» Work instructions
Could you filter the records below and keep only the lines with the word "const"?

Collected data
[Start of section]
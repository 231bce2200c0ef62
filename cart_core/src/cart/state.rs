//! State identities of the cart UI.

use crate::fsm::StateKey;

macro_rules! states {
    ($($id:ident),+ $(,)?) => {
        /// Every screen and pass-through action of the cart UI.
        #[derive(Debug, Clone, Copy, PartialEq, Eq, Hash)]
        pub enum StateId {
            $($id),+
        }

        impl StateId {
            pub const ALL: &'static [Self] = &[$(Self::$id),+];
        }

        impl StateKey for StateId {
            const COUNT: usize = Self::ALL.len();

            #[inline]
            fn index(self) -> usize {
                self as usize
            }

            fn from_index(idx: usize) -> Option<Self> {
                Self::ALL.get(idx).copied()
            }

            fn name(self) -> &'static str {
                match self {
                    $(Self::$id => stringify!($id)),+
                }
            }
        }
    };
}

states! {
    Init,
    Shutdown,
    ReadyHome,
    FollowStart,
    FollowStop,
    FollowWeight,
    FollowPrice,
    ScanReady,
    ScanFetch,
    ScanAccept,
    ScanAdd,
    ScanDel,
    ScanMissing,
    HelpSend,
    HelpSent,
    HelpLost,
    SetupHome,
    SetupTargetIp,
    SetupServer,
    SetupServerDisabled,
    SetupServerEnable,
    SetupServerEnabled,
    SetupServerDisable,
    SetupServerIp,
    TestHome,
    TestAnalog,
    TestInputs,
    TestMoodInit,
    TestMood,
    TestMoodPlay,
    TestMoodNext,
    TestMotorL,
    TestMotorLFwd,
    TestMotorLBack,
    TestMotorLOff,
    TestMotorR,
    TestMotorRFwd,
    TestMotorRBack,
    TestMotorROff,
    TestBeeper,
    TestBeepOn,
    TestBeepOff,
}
[End of section]
» Task response
            pub const ALL: &'static [Self] = &[$(Self::$id),+];
            const COUNT: usize = Self::ALL.len();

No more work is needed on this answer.